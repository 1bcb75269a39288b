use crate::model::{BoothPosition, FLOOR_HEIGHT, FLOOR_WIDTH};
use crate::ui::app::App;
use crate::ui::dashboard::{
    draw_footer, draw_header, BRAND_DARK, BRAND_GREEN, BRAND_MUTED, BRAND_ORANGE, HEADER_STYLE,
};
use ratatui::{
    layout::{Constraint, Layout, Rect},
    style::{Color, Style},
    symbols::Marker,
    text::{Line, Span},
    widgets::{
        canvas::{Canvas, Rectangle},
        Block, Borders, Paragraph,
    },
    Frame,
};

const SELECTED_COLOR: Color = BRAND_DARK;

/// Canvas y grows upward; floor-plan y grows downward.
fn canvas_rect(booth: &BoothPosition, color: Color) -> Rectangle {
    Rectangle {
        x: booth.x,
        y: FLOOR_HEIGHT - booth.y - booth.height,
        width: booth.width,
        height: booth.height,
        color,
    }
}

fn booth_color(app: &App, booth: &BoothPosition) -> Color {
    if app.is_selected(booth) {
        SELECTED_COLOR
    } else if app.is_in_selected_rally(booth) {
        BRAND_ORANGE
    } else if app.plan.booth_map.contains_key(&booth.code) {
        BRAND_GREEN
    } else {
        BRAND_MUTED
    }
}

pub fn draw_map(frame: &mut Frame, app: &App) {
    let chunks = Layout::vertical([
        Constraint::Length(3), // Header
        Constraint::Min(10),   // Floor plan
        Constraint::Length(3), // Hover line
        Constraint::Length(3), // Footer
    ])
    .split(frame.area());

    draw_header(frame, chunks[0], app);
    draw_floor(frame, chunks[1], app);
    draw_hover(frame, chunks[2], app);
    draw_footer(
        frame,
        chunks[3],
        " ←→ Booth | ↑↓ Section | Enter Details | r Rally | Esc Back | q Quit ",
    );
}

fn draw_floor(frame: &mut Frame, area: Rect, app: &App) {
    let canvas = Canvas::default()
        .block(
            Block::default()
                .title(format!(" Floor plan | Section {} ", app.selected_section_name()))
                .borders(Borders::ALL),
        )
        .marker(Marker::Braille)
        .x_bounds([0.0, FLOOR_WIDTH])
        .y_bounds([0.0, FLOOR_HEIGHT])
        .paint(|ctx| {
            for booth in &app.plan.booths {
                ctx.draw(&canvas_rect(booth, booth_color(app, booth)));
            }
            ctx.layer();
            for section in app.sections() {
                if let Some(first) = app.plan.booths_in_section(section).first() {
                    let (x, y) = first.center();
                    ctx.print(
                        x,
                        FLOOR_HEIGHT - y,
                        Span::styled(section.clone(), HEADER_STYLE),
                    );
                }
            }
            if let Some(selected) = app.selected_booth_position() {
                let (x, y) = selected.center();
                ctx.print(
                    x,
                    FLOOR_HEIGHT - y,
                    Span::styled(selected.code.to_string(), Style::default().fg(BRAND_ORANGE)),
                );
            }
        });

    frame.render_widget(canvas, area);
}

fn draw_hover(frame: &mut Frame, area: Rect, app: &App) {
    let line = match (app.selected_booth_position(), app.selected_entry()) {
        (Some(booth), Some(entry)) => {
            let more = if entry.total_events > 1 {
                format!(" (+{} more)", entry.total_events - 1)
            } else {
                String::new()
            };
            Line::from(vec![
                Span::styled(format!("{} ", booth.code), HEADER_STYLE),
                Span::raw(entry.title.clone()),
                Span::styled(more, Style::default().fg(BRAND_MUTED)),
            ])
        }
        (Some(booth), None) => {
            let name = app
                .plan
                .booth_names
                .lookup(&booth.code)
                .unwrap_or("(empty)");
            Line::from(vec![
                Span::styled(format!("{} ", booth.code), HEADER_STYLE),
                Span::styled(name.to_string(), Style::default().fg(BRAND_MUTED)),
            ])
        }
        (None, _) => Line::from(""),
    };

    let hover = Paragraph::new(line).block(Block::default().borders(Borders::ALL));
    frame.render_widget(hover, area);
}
--
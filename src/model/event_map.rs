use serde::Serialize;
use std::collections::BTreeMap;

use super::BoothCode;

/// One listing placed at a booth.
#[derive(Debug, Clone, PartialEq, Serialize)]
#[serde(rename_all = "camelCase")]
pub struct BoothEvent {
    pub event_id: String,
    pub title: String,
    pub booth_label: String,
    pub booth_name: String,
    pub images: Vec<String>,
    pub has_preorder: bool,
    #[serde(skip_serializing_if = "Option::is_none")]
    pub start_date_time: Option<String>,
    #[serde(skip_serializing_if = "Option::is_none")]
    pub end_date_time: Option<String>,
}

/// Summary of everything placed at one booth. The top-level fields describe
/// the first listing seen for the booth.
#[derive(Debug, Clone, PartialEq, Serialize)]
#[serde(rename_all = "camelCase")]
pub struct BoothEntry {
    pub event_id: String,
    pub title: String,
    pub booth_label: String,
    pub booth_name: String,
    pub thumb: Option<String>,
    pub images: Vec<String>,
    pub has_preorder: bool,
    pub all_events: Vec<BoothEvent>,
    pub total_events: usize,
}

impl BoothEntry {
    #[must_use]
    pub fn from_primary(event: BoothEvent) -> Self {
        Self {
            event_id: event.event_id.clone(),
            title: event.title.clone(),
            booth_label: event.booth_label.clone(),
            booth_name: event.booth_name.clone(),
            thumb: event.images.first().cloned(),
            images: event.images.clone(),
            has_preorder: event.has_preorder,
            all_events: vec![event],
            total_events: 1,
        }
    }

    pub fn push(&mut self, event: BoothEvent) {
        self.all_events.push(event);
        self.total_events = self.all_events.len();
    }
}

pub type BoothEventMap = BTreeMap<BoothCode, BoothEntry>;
--
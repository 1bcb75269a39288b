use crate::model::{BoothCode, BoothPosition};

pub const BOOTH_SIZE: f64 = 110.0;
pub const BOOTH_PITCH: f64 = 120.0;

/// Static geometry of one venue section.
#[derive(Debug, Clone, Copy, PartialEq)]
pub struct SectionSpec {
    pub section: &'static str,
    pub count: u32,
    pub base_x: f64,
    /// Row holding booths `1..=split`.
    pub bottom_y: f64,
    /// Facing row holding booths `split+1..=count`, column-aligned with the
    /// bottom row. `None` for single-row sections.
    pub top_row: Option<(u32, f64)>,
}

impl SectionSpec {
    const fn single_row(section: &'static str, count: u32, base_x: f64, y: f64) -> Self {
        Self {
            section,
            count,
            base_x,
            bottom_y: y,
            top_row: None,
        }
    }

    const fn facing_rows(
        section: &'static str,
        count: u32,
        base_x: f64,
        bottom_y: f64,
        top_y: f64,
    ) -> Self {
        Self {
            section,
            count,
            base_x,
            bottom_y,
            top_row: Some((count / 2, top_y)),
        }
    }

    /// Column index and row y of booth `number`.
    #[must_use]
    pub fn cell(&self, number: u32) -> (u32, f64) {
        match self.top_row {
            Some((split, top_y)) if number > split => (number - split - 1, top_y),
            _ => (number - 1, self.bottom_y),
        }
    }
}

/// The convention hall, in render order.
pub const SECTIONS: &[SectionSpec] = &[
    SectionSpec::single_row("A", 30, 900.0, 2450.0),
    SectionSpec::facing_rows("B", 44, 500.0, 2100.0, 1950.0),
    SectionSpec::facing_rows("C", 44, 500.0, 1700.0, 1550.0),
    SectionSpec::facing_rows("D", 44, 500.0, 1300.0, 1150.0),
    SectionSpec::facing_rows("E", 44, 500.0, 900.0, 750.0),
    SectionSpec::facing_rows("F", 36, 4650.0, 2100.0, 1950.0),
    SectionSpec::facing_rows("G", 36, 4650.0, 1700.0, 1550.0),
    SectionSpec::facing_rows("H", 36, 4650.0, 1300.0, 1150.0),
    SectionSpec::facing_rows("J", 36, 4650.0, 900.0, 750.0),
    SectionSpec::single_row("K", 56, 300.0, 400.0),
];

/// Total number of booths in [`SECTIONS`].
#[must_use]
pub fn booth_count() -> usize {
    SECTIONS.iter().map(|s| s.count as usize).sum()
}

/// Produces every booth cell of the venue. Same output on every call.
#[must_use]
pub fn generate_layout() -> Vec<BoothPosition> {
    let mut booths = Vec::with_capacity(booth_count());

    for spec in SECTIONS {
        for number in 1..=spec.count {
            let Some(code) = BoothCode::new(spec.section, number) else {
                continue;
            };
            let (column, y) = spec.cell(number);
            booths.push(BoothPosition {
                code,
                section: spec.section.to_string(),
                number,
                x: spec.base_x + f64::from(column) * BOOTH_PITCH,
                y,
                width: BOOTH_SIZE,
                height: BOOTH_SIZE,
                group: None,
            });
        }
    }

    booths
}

EXERCISE AIM: Search the data above for "Paragraph" and copy every line where it turns up.

ANSWER SECTION:
        Block, Borders, Paragraph,
    let hover = Paragraph::new(line).block(Block::default().borders(Borders::ALL));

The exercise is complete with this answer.